Scientists reveal how a protein linked to Parkinson’s disease transforms biomolecular condensates

An international collaboration of research led by Brunswick scientists from the University of Rutgers who examined microscopic stains of protein found in human cells discovered that some were transformed from an almost honey substance to a solid hard candy.

These mysterious droplets, known as biomolecular condensates, solidify when they carry a high proportion of alpha-synuclein protein, scientists report Scientific advances. Alpha-synuclein tufts are commonly found in the brain cells with Parkinson’s disease.

Scientists have declared that their discovery marks the first successful effort known to quantify the dynamics of condensates in living cells and highlights the importance of studying the mechanical properties of biomolecular condensates, which are linked to a wide range of biological functions and diseases.

“By measuring how these condensates change from liquid to solid in living systems, we can better understand how diseases like Parkinson are developing and progressing,” said Zheng Shi, deputy professor in the Department of Chemistry and Chemical Biology of the Rutgers School of Arts and Sciences and the main author of the study.

Over the past 15 years, scientists have used advanced technologies to obtain a detailed overview of biomolecular condensates, which have no membrane limit. They designated them as important to understand cell biology and the origins of the disease.

Rutgers scientists have focused on these microscopic protein spots in the hope of exploring new cellular mechanisms.

“Our study has enabled us to identify the factors that trigger the liquid transition to solid these condensates,” said Shi, who is also a member of the Rutgers Cancer Institute of New Jersey Rutgers Cancer program.
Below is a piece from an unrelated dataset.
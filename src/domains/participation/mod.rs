pub mod repository;
pub mod types;

pub use repository::{ParticipationRepository, SqliteParticipationRepository};
pub use types::ParticipationRow;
In Parkinson patients, brain cells that produce dopamine – a brain chemical that is crucial for movement control – die. The disease progresses over time, the symptoms aggravating as more neurons are lost.

Alpha-synuclein plays an essential role in Parkinson’s disease, because proteins are badly folds and tufts, forming pathological forms called Lewy body, which are toxic to neurons.

To make their results, scientists have developed a set of tools that would allow them to overcome the previous limitations which only allowed measures in test tubes.

“It is exciting because our technique allows, for the first time, a direct quantitative measure of the material properties of condensates in living cells,” said Huan Wang, doctoral student in the department of chemistry and chemical biology and the first author of the study. “It is a technological leap that opens up new ways to study the condensates of proteins.”

The key was to develop tools as tiny as the biomolecular condensates themselves which could probe the globs without destroying the cells that host these condensates.

The researchers created microscopic pipettes, called micropipets, to precisely measure the small volumes of liquids.

The technique took advantage of the hair effect, a physical phenomenon in which the liquid rises spontaneously or falls into a narrow space like a thin glass tube.

Scientists carefully inserted micropipettes into the condensates, pierce them and pull the liquid or a solid material inside. By controlling the pressure and observing how condensates deform and flow inside the micropipette, scientists have measured important properties such as viscosity (what is the thickness of a liquid) and the surface tension (how a liquid holds together).

The researchers said their goal was to continue to measure and better understand the properties of condensates in living cells and their implications for diseases.

“This opens up new ways for research on the first stages of neurodegenerative diseases and their treatment,” said Shi.

The Dragomir Milovanovic group at the site of the German center of the center for neurodegenerative diseases in Berlin also contributed to the study.